Он молча и почтительно поцеловал ее руку.

Пришли санитары. Переложили Криницына с его койки на носилки и, подняв их, понесли из палаты. Спускаясь по лестнице вслед за носилками, мать Вероника невольно вспомнила, как меньше полугода тому назад она шла по этой лестнице за гробом Мэри. У крыльца стояла телега. В качестве старшей сестры мать Вероника заботливо проверила, достаточно ли положено сена на дно телеги, распорядилась застлать сено одеялом, сама укрыла Криницына другим одеялом, подоткнув его с обеих сторон, поправила подушки. Санитары уселись по сторонам кучера на передок телеги.

– Ну что, готово? Можно трогать? – спросил кучер.

Мать Вероника вся выпрямилась, на минуту чуть запрокинула голову, точно ей вдруг стало трудно дышать.

– С Богом, трогай, – сказала она и в последний раз протянула Криницыну руку. Он прижал ее к своим губам, потом к глазам, в которых стояли слезы. Лошадь дернула, и телега затарахтела вниз по склону Голгофской горы.

Мать Вероника, как окаменелая, смотрела им вслед. Вот телега миновала деревянную церковку на месте явления Божией Матери. Мать Вероника видела, как он перекрестился на ее чешуйчатый купол. Вот они уже спустились до подножия горы, проехали околицу – и телега покатила лесом по ровному шоссе на Анзер.

Мать Вероника поднесла к глазам правую руку. Сама она не плакала. Ей казалось, что она умерла. Она не в состоянии была двигаться, что-либо делать, говорить, вообще жить. Как хотела бы она лежать в одной из этих траншей. Машинально, не отдавая себе отчета, куда и зачем, она побрела между траншеями и одиночными могилами к западному склону горы. Сама не помнила, как очутилась у могилы Мэри. Только тут она точно очнулась от своего оцепенения: опустилась на колени и припала лицом к пестревшему незабудками холму. Это было все, что ей теперь осталось от Криницына: безмолвная могила его сестры.

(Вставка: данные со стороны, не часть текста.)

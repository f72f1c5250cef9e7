//! Domain layer for student enrollment records.
//!
//! This crate provides:
//! - The Student aggregate with its enrollments, disenrollments, courses and grades
//! - Command and query messages with one handler each
//! - A dispatcher that routes any message to its handler

pub mod dispatch;
pub mod error;
pub mod message;
pub mod student;

pub use dispatch::{Messages, MessagesBuilder};
pub use error::{CommandError, DispatchError};
pub use message::{Command, CommandResult, Handler, Message, Query};
pub use student::{
    Course, DisenrollCommand, Disenrollment, EditPersonalInfoCommand, EnrollCommand, Enrollment,
    EnrollmentNumber, EnrollmentSummary, GetListQuery, Grade, GradeParseError, RegisterCommand,
    Student, StudentError, StudentSummary, TransferCommand, UnregisterCommand,
};
//! One handler per student command or query.
//!
//! Each command handler opens one unit of work, performs every lookup,
//! applies the change to the aggregate, and commits once. A handler that
//! returns early drops its unit of work, discarding anything staged.

use async_trait::async_trait;
use common::StudentId;
use student_store::{CommitSummary, Database, StoreError, StudentRecord, UnitOfWork};

use crate::error::CommandError;
use crate::message::{CommandResult, Handler, Message};

use super::{
    Course, DisenrollCommand, EditPersonalInfoCommand, EnrollCommand, EnrollmentNumber,
    GetListQuery, Grade, RegisterCommand, Student, StudentSummary, TransferCommand,
    UnregisterCommand,
};

/// Handles [`RegisterCommand`].
pub struct RegisterHandler<D> {
    db: D,
}

impl<D: Database> RegisterHandler<D> {
    pub fn new(db: D) -> Self {
        Self { db }
    }

    async fn register(&self, cmd: RegisterCommand) -> CommandResult {
        let mut student = Student::new(cmd.name, cmd.email)?;
        let mut uow = self.db.begin().await?;

        // Resolve every course and grade before the student is touched.
        let pairs = [
            (cmd.course1, cmd.course1_grade),
            (cmd.course2, cmd.course2_grade),
        ];
        let mut enrollments = Vec::with_capacity(pairs.len());
        for pair in pairs {
            let (Some(course_name), Some(grade_text)) = pair else {
                continue;
            };
            let course = find_course(&mut uow, &course_name).await?;
            let grade: Grade = grade_text.parse()?;
            enrollments.push((course, grade));
        }

        for (course, grade) in enrollments {
            student.enroll(course, grade);
        }

        let summary = save_and_commit(uow, &student).await?;
        metrics::counter!("students_registered_total").increment(1);
        tracing::info!(
            student_id = ?summary.saved.first(),
            enrollments = student.enrollment_count(),
            "student registered"
        );
        Ok(())
    }
}

#[async_trait]
impl<D: Database> Handler<RegisterCommand> for RegisterHandler<D> {
    #[tracing::instrument(skip(self))]
    async fn handle(&self, cmd: RegisterCommand) -> CommandResult {
        let result = self.register(cmd).await;
        record_outcome(RegisterCommand::NAME, &result);
        result
    }
}

/// Handles [`UnregisterCommand`].
pub struct UnregisterHandler<D> {
    db: D,
}

impl<D: Database> UnregisterHandler<D> {
    pub fn new(db: D) -> Self {
        Self { db }
    }

    async fn unregister(&self, cmd: UnregisterCommand) -> CommandResult {
        let mut uow = self.db.begin().await?;

        if uow.student_by_id(cmd.student_id).await?.is_none() {
            return Err(CommandError::student_not_found(cmd.student_id));
        }

        uow.delete_student(cmd.student_id).await?;
        uow.commit().await?;
        tracing::info!(student_id = %cmd.student_id, "student unregistered");
        Ok(())
    }
}

#[async_trait]
impl<D: Database> Handler<UnregisterCommand> for UnregisterHandler<D> {
    #[tracing::instrument(skip(self))]
    async fn handle(&self, cmd: UnregisterCommand) -> CommandResult {
        let result = self.unregister(cmd).await;
        record_outcome(UnregisterCommand::NAME, &result);
        result
    }
}

/// Handles [`EditPersonalInfoCommand`].
pub struct EditPersonalInfoHandler<D> {
    db: D,
}

impl<D: Database> EditPersonalInfoHandler<D> {
    pub fn new(db: D) -> Self {
        Self { db }
    }

    async fn edit(&self, cmd: EditPersonalInfoCommand) -> CommandResult {
        let mut uow = self.db.begin().await?;
        let mut student = load_student(&mut uow, cmd.student_id).await?;

        student.edit_personal_info(cmd.name, cmd.email)?;

        save_and_commit(uow, &student).await?;
        Ok(())
    }
}

#[async_trait]
impl<D: Database> Handler<EditPersonalInfoCommand> for EditPersonalInfoHandler<D> {
    #[tracing::instrument(skip(self))]
    async fn handle(&self, cmd: EditPersonalInfoCommand) -> CommandResult {
        let result = self.edit(cmd).await;
        record_outcome(EditPersonalInfoCommand::NAME, &result);
        result
    }
}

/// Handles [`EnrollCommand`].
pub struct EnrollHandler<D> {
    db: D,
}

impl<D: Database> EnrollHandler<D> {
    pub fn new(db: D) -> Self {
        Self { db }
    }

    async fn enroll(&self, cmd: EnrollCommand) -> CommandResult {
        let mut uow = self.db.begin().await?;
        let mut student = load_student(&mut uow, cmd.student_id).await?;
        let course = find_course(&mut uow, &cmd.course).await?;
        let grade: Grade = cmd.grade.parse()?;

        let number = student.enroll(course, grade);

        save_and_commit(uow, &student).await?;
        tracing::info!(student_id = %cmd.student_id, %number, course = %cmd.course, "student enrolled");
        Ok(())
    }
}

#[async_trait]
impl<D: Database> Handler<EnrollCommand> for EnrollHandler<D> {
    #[tracing::instrument(skip(self))]
    async fn handle(&self, cmd: EnrollCommand) -> CommandResult {
        let result = self.enroll(cmd).await;
        record_outcome(EnrollCommand::NAME, &result);
        result
    }
}

/// Handles [`TransferCommand`].
pub struct TransferHandler<D> {
    db: D,
}

impl<D: Database> TransferHandler<D> {
    pub fn new(db: D) -> Self {
        Self { db }
    }

    async fn transfer(&self, cmd: TransferCommand) -> CommandResult {
        let mut uow = self.db.begin().await?;
        let mut student = load_student(&mut uow, cmd.student_id).await?;
        let course = find_course(&mut uow, &cmd.course).await?;
        let grade: Grade = cmd.grade.parse()?;

        student.transfer_enrollment(EnrollmentNumber::new(cmd.enrollment_number), course, grade)?;

        save_and_commit(uow, &student).await?;
        Ok(())
    }
}

#[async_trait]
impl<D: Database> Handler<TransferCommand> for TransferHandler<D> {
    #[tracing::instrument(skip(self))]
    async fn handle(&self, cmd: TransferCommand) -> CommandResult {
        let result = self.transfer(cmd).await;
        record_outcome(TransferCommand::NAME, &result);
        result
    }
}

/// Handles [`DisenrollCommand`].
pub struct DisenrollHandler<D> {
    db: D,
}

impl<D: Database> DisenrollHandler<D> {
    pub fn new(db: D) -> Self {
        Self { db }
    }

    async fn disenroll(&self, cmd: DisenrollCommand) -> CommandResult {
        let mut uow = self.db.begin().await?;
        let mut student = load_student(&mut uow, cmd.student_id).await?;

        student.remove_enrollment(EnrollmentNumber::new(cmd.enrollment_number), &cmd.comment)?;

        save_and_commit(uow, &student).await?;
        Ok(())
    }
}

#[async_trait]
impl<D: Database> Handler<DisenrollCommand> for DisenrollHandler<D> {
    #[tracing::instrument(skip(self))]
    async fn handle(&self, cmd: DisenrollCommand) -> CommandResult {
        let result = self.disenroll(cmd).await;
        record_outcome(DisenrollCommand::NAME, &result);
        result
    }
}

/// Handles [`GetListQuery`]. Reads only; never commits.
pub struct GetListHandler<D> {
    db: D,
}

impl<D: Database> GetListHandler<D> {
    pub fn new(db: D) -> Self {
        Self { db }
    }
}

#[async_trait]
impl<D: Database> Handler<GetListQuery> for GetListHandler<D> {
    #[tracing::instrument(skip(self))]
    async fn handle(&self, query: GetListQuery) -> Result<Vec<StudentSummary>, StoreError> {
        let mut uow = self.db.begin().await?;
        let students: Vec<StudentSummary> = uow
            .all_students()
            .await?
            .into_iter()
            .filter(|student| query.matches(student))
            .map(StudentSummary::from)
            .collect();

        tracing::debug!(count = students.len(), "student list read");
        Ok(students)
    }
}

async fn load_student<U: UnitOfWork>(uow: &mut U, id: StudentId) -> Result<Student, CommandError> {
    let record = uow
        .student_by_id(id)
        .await?
        .ok_or_else(|| CommandError::student_not_found(id))?;

    Student::try_from(record)
        .map_err(|e| CommandError::Storage(format!("Stored student {id} is unreadable: {e}")))
}

async fn find_course<U: UnitOfWork>(uow: &mut U, name: &str) -> Result<Course, CommandError> {
    uow.course_by_name(name)
        .await?
        .map(Course::from)
        .ok_or_else(|| CommandError::course_not_found(name))
}

async fn save_and_commit<U: UnitOfWork>(
    mut uow: U,
    student: &Student,
) -> Result<CommitSummary, CommandError> {
    uow.save_student(StudentRecord::from(student)).await?;
    Ok(uow.commit().await?)
}

fn record_outcome(command: &'static str, result: &CommandResult) {
    match result {
        Ok(()) => {
            metrics::counter!("commands_succeeded_total", "message" => command).increment(1);
        }
        Err(err @ CommandError::Storage(_)) => {
            metrics::counter!("commands_failed_total", "message" => command, "kind" => err.kind())
                .increment(1);
            tracing::error!(command, error = %err, "command failed in storage");
        }
        Err(err) => {
            metrics::counter!("commands_failed_total", "message" => command, "kind" => err.kind())
                .increment(1);
            tracing::warn!(command, kind = err.kind(), error = %err, "command rejected");
        }
    }
}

Потянулись мучительные своей монотонностью, пустые, одинокие дни. Одни больные умирали, прибывали другие, но и они сменялись новыми. Эпидемия сыпняка сменялась эпидемией дизентерии, работы было много, очень много, и мать Вероника делала ее так же добросовестно, как и всегда, но все, чем бы она теперь ни занималась, она делала автоматически, не участвуя душой в работе, не радуясь за выздоравливающих, не скорбя об умиравших. Она не переставала испытывать холодное сознание того, что жизнь ее оборвалась внезапно и свет погас для нее, казалось, навсегда.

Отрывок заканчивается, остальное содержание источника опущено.